WHAT TO WORK ON: The stretch from the line with "let mut first_error = None;" through the line with "tracing::error!(path = %path, error" in the records below: write it out exactly, and nothing else.

(Dataset entries)
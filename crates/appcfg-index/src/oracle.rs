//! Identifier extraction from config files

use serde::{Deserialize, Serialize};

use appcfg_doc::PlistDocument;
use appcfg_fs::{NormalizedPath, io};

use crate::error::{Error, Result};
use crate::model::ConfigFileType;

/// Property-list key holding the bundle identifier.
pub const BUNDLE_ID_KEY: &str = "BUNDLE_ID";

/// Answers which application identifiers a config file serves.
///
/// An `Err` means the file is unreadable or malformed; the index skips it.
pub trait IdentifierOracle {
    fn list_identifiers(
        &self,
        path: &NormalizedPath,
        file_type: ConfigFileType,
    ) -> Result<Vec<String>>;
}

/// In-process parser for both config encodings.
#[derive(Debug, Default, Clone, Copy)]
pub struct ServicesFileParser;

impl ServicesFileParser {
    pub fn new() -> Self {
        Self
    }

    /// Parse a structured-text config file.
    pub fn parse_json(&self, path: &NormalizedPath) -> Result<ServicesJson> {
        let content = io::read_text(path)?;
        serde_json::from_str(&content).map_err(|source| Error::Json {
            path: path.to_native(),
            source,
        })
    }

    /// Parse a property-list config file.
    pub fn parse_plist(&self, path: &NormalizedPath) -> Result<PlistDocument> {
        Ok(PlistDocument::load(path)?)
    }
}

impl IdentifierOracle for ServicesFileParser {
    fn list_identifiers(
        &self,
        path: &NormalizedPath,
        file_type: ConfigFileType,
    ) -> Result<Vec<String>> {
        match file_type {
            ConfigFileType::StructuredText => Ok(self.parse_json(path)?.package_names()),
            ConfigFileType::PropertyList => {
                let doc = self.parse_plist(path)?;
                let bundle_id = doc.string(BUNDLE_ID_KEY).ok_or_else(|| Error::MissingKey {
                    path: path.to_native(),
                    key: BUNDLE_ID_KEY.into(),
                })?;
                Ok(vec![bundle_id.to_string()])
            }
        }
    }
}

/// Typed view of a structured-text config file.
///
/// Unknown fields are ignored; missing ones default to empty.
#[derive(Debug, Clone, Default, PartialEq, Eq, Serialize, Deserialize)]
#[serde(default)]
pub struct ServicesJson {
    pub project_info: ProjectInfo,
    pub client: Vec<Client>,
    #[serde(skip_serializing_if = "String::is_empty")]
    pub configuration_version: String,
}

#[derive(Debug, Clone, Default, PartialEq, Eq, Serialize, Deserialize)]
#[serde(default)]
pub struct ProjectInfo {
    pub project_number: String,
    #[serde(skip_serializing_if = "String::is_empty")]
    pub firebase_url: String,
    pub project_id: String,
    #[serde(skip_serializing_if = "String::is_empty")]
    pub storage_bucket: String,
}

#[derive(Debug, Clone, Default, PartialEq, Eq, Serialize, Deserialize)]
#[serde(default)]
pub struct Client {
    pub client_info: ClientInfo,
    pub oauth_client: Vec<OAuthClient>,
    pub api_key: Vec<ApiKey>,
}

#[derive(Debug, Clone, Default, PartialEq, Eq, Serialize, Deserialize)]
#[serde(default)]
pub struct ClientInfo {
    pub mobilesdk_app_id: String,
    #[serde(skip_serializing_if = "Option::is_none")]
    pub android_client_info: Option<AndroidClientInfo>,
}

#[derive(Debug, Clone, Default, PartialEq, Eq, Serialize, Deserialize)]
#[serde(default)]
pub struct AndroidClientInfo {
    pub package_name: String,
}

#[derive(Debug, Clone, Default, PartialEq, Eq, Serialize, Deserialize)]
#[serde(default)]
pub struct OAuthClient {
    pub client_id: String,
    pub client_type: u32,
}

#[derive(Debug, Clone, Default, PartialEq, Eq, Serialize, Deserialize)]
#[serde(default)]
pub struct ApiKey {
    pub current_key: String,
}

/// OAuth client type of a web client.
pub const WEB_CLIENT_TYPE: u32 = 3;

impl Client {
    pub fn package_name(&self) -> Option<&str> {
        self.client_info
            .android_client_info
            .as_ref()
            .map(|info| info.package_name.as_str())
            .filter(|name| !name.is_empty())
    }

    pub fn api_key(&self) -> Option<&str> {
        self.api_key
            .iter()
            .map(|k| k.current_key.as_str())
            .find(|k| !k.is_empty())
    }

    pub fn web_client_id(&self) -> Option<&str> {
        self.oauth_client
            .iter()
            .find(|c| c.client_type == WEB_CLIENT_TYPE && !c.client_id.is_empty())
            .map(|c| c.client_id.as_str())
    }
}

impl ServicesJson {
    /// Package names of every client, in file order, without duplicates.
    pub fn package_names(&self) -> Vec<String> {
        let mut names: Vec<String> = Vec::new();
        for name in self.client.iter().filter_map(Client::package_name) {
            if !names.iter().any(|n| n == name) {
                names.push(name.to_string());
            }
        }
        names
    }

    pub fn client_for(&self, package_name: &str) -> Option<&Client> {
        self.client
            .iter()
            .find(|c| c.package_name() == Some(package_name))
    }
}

---

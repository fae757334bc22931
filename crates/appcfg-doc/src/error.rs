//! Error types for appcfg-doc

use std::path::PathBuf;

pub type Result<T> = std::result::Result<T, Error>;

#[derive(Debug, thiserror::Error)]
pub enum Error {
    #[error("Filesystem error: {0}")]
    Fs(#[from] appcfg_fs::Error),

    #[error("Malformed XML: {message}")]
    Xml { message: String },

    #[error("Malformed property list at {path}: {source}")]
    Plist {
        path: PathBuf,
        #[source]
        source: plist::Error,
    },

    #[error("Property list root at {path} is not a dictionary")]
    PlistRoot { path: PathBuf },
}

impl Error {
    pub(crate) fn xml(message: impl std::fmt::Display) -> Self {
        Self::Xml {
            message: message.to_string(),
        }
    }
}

--

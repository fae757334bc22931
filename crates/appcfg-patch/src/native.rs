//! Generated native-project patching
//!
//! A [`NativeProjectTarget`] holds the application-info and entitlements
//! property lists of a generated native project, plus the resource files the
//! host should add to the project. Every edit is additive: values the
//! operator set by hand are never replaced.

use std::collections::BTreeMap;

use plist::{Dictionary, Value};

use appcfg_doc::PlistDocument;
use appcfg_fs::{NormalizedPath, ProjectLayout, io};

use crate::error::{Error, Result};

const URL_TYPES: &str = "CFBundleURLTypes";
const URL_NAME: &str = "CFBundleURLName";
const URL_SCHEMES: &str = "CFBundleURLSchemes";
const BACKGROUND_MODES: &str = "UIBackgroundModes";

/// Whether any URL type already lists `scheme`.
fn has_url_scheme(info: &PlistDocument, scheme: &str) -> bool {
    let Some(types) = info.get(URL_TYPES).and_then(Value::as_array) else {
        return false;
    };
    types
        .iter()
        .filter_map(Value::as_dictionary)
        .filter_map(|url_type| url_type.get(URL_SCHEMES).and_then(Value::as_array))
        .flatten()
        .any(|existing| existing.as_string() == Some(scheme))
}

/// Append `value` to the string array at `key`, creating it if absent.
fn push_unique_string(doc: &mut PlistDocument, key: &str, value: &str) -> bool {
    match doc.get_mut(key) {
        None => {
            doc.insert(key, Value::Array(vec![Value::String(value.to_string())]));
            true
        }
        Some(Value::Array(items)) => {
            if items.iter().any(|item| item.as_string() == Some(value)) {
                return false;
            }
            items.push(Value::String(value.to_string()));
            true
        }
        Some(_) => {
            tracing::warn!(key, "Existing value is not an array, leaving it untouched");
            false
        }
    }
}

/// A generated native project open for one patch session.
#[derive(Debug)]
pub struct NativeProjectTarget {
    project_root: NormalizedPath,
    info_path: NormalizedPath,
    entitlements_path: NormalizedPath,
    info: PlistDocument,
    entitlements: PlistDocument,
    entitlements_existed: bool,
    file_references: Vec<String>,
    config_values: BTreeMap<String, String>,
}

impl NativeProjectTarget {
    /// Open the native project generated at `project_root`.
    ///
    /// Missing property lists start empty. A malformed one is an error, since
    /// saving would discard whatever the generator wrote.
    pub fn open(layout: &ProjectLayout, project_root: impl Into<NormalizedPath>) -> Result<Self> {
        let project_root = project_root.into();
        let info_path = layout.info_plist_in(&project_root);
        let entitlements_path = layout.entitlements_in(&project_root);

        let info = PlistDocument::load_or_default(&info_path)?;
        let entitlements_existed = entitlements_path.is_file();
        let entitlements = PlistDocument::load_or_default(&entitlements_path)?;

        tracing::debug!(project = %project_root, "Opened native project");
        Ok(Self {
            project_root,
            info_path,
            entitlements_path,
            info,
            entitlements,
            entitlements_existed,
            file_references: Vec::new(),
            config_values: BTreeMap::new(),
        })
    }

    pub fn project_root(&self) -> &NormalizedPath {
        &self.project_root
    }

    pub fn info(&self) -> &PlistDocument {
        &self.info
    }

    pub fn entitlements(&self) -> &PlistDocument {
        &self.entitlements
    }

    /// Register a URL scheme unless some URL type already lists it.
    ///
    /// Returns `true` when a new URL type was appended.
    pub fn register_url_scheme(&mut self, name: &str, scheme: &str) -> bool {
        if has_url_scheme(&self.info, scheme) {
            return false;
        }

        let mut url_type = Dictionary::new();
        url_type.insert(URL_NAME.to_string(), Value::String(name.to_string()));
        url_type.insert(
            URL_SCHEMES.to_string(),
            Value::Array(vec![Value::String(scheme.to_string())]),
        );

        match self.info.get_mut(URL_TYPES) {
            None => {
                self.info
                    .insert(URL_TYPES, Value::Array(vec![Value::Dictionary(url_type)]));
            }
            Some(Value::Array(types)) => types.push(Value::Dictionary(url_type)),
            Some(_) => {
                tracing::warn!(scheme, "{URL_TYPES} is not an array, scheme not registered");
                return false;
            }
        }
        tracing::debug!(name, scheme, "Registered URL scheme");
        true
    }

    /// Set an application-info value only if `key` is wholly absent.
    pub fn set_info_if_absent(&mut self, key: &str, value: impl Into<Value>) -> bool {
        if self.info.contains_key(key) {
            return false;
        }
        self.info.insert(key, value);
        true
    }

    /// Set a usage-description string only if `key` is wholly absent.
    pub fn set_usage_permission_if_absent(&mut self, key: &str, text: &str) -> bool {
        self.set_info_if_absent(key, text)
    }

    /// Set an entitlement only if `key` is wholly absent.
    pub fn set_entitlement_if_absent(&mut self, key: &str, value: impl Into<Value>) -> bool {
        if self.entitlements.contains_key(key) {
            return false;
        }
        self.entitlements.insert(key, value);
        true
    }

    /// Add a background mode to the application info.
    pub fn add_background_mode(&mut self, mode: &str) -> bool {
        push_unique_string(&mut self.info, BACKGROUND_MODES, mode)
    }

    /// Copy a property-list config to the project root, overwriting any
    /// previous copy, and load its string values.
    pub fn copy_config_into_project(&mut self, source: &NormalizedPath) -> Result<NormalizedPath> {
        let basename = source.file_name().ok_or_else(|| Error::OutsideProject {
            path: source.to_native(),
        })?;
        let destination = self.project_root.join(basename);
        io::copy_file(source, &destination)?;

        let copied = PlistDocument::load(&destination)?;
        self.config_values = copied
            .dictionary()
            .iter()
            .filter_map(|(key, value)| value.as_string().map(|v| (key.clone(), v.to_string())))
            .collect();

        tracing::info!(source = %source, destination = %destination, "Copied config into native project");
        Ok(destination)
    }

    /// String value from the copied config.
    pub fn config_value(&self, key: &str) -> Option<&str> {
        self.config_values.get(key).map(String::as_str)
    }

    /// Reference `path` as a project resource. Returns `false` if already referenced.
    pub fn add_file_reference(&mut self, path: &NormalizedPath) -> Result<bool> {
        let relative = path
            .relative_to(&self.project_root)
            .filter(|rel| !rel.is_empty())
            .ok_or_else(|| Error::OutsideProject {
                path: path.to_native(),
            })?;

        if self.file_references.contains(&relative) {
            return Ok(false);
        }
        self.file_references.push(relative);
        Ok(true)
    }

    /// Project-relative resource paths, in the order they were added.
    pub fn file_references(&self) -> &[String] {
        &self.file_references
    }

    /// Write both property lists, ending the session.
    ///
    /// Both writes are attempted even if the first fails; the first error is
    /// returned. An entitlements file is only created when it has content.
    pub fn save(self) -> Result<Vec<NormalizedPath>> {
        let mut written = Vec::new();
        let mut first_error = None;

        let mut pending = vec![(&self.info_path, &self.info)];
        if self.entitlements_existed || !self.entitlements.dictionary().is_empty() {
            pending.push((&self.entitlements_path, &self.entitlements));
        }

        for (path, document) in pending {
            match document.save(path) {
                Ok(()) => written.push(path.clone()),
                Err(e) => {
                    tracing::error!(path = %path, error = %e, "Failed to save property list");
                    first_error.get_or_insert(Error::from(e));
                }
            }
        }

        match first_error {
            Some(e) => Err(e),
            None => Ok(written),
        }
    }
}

RESPONSE:
        let mut first_error = None;

        let mut pending = vec![(&self.info_path, &self.info)];
        if self.entitlements_existed || !self.entitlements.dictionary().is_empty() {
            pending.push((&self.entitlements_path, &self.entitlements));
        }

        for (path, document) in pending {
            match document.save(path) {
                Ok(()) => written.push(path.clone()),
                Err(e) => {
                    tracing::error!(path = %path, error = %e, "Failed to save property list");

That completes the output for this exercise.